▸ **EXERCISE DETAILS**
Out of the entries that follow, copy each line containing "reported".

◆ ◆ ◆ ◆

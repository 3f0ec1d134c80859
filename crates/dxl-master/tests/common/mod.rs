//! Shared fixtures for the dxl-master integration tests.
//!
//! [`DeviceBus`] simulates a chain of actuators behind a [`MockTransport`]:
//! every instruction the master writes is decoded, applied to the simulated
//! control tables, and answered with real encoded status packets.

#![allow(dead_code)]

use std::collections::{BTreeMap, HashSet};
use std::sync::{Arc, Mutex, PoisonError};

use dxl_core::{
    decode_instruction, encode_status, DeviceId, DeviceStatus, Instruction, ProtocolVersion,
    StatusPacket, BROADCAST_ID,
};
use dxl_master::application::bus_master::BusMaster;
use dxl_master::infrastructure::transport::mock::MockTransport;

/// Size of each simulated control table.
const TABLE_SIZE: usize = 1024;

/// Model number reported on PING.
pub const MODEL_NUMBER: u16 = 1030;

/// Firmware version reported on PING (Protocol 2.0 only).
pub const FIRMWARE_VERSION: u8 = 38;

/// Installs a test-friendly tracing subscriber; `RUST_LOG=trace` shows the
/// engine's receive loop.
pub fn init_tracing() {
    let _ = tracing_subscriber::fmt()
        .with_env_filter(tracing_subscriber::EnvFilter::from_default_env())
        .with_test_writer()
        .try_init();
}

/// Opens a bus master over a fresh mock wired to `devices`.
pub fn open_bus(version: ProtocolVersion, devices: &DeviceBus) -> (BusMaster<MockTransport>, MockTransport) {
    init_tracing();
    let mock = MockTransport::new();
    devices.attach(&mock);
    let mut bus = BusMaster::new(mock.clone(), version);
    bus.open(1_000_000).expect("mock opens");
    (bus, mock)
}

#[derive(Default)]
struct BusState {
    tables: BTreeMap<DeviceId, Vec<u8>>,
    corrupt: HashSet<DeviceId>,
    silent: HashSet<DeviceId>,
    reverse: bool,
}

/// Simulated devices sharing one line.
#[derive(Clone)]
pub struct DeviceBus {
    version: ProtocolVersion,
    state: Arc<Mutex<BusState>>,
}

impl DeviceBus {
    pub fn new(version: ProtocolVersion, ids: &[DeviceId]) -> Self {
        let mut state = BusState::default();
        for &id in ids {
            state.tables.insert(id, vec![0; TABLE_SIZE]);
        }
        Self {
            version,
            state: Arc::new(Mutex::new(state)),
        }
    }

    fn state(&self) -> std::sync::MutexGuard<'_, BusState> {
        self.state.lock().unwrap_or_else(PoisonError::into_inner)
    }

    /// Makes the devices answer everything `mock` transmits.
    pub fn attach(&self, mock: &MockTransport) {
        let devices = self.clone();
        mock.set_responder(move |frame| devices.respond(frame));
    }

    pub fn set_table(&self, id: DeviceId, address: u16, bytes: &[u8]) {
        let mut state = self.state();
        let table = state.tables.get_mut(&id).expect("device exists");
        let start = usize::from(address);
        table[start..start + bytes.len()].copy_from_slice(bytes);
    }

    pub fn table(&self, id: DeviceId, address: u16, len: usize) -> Vec<u8> {
        let state = self.state();
        let start = usize::from(address);
        state.tables[&id][start..start + len].to_vec()
    }

    /// Replies from `id` arrive with a broken checksum/CRC.
    pub fn corrupt_replies_from(&self, id: DeviceId) {
        self.state().corrupt.insert(id);
    }

    /// `id` stays on the bus for writes but never answers.
    pub fn silence(&self, id: DeviceId) {
        self.state().silent.insert(id);
    }

    /// Group replies are put on the line last device first.
    pub fn reply_in_reverse(&self) {
        self.state().reverse = true;
    }

    // ── Instruction handling ──────────────────────────────────────────────────

    fn respond(&self, frame: &[u8]) -> Vec<u8> {
        let Ok((packet, _)) = decode_instruction(self.version, frame) else {
            return Vec::new();
        };
        let params = packet.params.as_slice();
        let mut state = self.state();

        let replies: Vec<(DeviceId, Vec<u8>)> = match packet.instruction {
            Instruction::Ping => state
                .tables
                .keys()
                .filter(|&&id| packet.id == BROADCAST_ID || packet.id == id)
                .map(|&id| (id, self.ping_params()))
                .collect(),
            Instruction::Read => {
                let mut pos = 0;
                let address = self.field(params, &mut pos);
                let len = self.field(params, &mut pos);
                state
                    .tables
                    .get(&packet.id)
                    .map(|table| vec![(packet.id, table[address..address + len].to_vec())])
                    .unwrap_or_default()
            }
            Instruction::Write => {
                let mut pos = 0;
                let address = self.field(params, &mut pos);
                let data = &params[pos..];
                let mut replies = Vec::new();
                for (&id, table) in state.tables.iter_mut() {
                    if packet.id == BROADCAST_ID || packet.id == id {
                        table[address..address + data.len()].copy_from_slice(data);
                        if packet.id == id {
                            replies.push((id, Vec::new()));
                        }
                    }
                }
                replies
            }
            Instruction::SyncWrite | Instruction::FastSyncWrite => {
                let mut pos = 0;
                let address = self.field(params, &mut pos);
                let len = self.field(params, &mut pos);
                let mut written = Vec::new();
                for chunk in params[pos..].chunks(len + 1) {
                    if let Some(table) = state.tables.get_mut(&chunk[0]) {
                        table[address..address + len].copy_from_slice(&chunk[1..]);
                        written.push(chunk[0]);
                    }
                }
                if packet.instruction == Instruction::FastSyncWrite {
                    return self.merged_reply(&state, &written, address, len);
                }
                Vec::new()
            }
            Instruction::SyncRead => {
                let mut pos = 0;
                let address = self.field(params, &mut pos);
                let len = self.field(params, &mut pos);
                params[pos..]
                    .iter()
                    .filter_map(|id| state.tables.get(id).map(|table| (*id, table[address..address + len].to_vec())))
                    .collect()
            }
            Instruction::FastSyncRead => {
                let mut pos = 0;
                let address = self.field(params, &mut pos);
                let len = self.field(params, &mut pos);
                let ids = params[pos..].to_vec();
                return self.merged_reply(&state, &ids, address, len);
            }
            Instruction::BulkRead => self.bulk_read(&state, params),
            Instruction::BulkWrite => {
                let mut pos = 0;
                while pos < params.len() {
                    let id = params[pos];
                    pos += 1;
                    let address = self.field(params, &mut pos);
                    let len = self.field(params, &mut pos);
                    if let Some(table) = state.tables.get_mut(&id) {
                        table[address..address + len].copy_from_slice(&params[pos..pos + len]);
                    }
                    pos += len;
                }
                Vec::new()
            }
            _ => Vec::new(),
        };

        let mut replies: Vec<_> = replies
            .into_iter()
            .filter(|(id, _)| !state.silent.contains(id))
            .collect();
        if state.reverse {
            replies.reverse();
        }

        let mut line = Vec::new();
        for (id, data) in replies {
            let mut bytes = encode_status(self.version, &StatusPacket::new(id, DeviceStatus::OK, data))
                .expect("status encodes");
            if state.corrupt.contains(&id) {
                if let Some(last) = bytes.last_mut() {
                    *last ^= 0xFF;
                }
            }
            line.extend(bytes);
        }
        line
    }

    fn bulk_read(&self, state: &BusState, params: &[u8]) -> Vec<(DeviceId, Vec<u8>)> {
        let mut replies = Vec::new();
        let mut pos = if self.version == ProtocolVersion::V1 { 1 } else { 0 };
        while pos < params.len() {
            let (id, address, len) = match self.version {
                ProtocolVersion::V1 => {
                    let len = usize::from(params[pos]);
                    (params[pos + 1], usize::from(params[pos + 2]), len)
                }
                ProtocolVersion::V2 => {
                    let mut field_pos = pos + 1;
                    let address = self.field(params, &mut field_pos);
                    let len = self.field(params, &mut field_pos);
                    (params[pos], address, len)
                }
            };
            pos += if self.version == ProtocolVersion::V1 { 3 } else { 5 };
            if let Some(table) = state.tables.get(&id) {
                replies.push((id, table[address..address + len].to_vec()));
            }
        }
        replies
    }

    /// One status packet from the broadcast id carrying every chunk.
    fn merged_reply(&self, state: &BusState, ids: &[DeviceId], address: usize, len: usize) -> Vec<u8> {
        let present: Vec<DeviceId> = ids
            .iter()
            .copied()
            .filter(|id| state.tables.contains_key(id) && !state.silent.contains(id))
            .collect();
        if present.is_empty() {
            return Vec::new();
        }

        let mut params = Vec::new();
        for (index, id) in present.iter().enumerate() {
            if index > 0 {
                params.extend_from_slice(&[0x00, 0x00, 0x00]);
            }
            params.push(*id);
            params.extend_from_slice(&state.tables[id][address..address + len]);
        }
        encode_status(self.version, &StatusPacket::new(BROADCAST_ID, DeviceStatus::OK, params))
            .expect("merged status encodes")
    }

    fn ping_params(&self) -> Vec<u8> {
        match self.version {
            ProtocolVersion::V1 => Vec::new(),
            ProtocolVersion::V2 => {
                let mut params = MODEL_NUMBER.to_le_bytes().to_vec();
                params.push(FIRMWARE_VERSION);
                params
            }
        }
    }

    fn field(&self, params: &[u8], pos: &mut usize) -> usize {
        match self.version {
            ProtocolVersion::V1 => {
                let value = usize::from(params[*pos]);
                *pos += 1;
                value
            }
            ProtocolVersion::V2 => {
                let value = usize::from(u16::from_le_bytes([params[*pos], params[*pos + 1]]));
                *pos += 2;
                value
            }
        }
    }
}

◆ ◆ ◆ ◆

▸ **RESULT OF THIS TASK**
/// Model number reported on PING.
/// Firmware version reported on PING (Protocol 2.0 only).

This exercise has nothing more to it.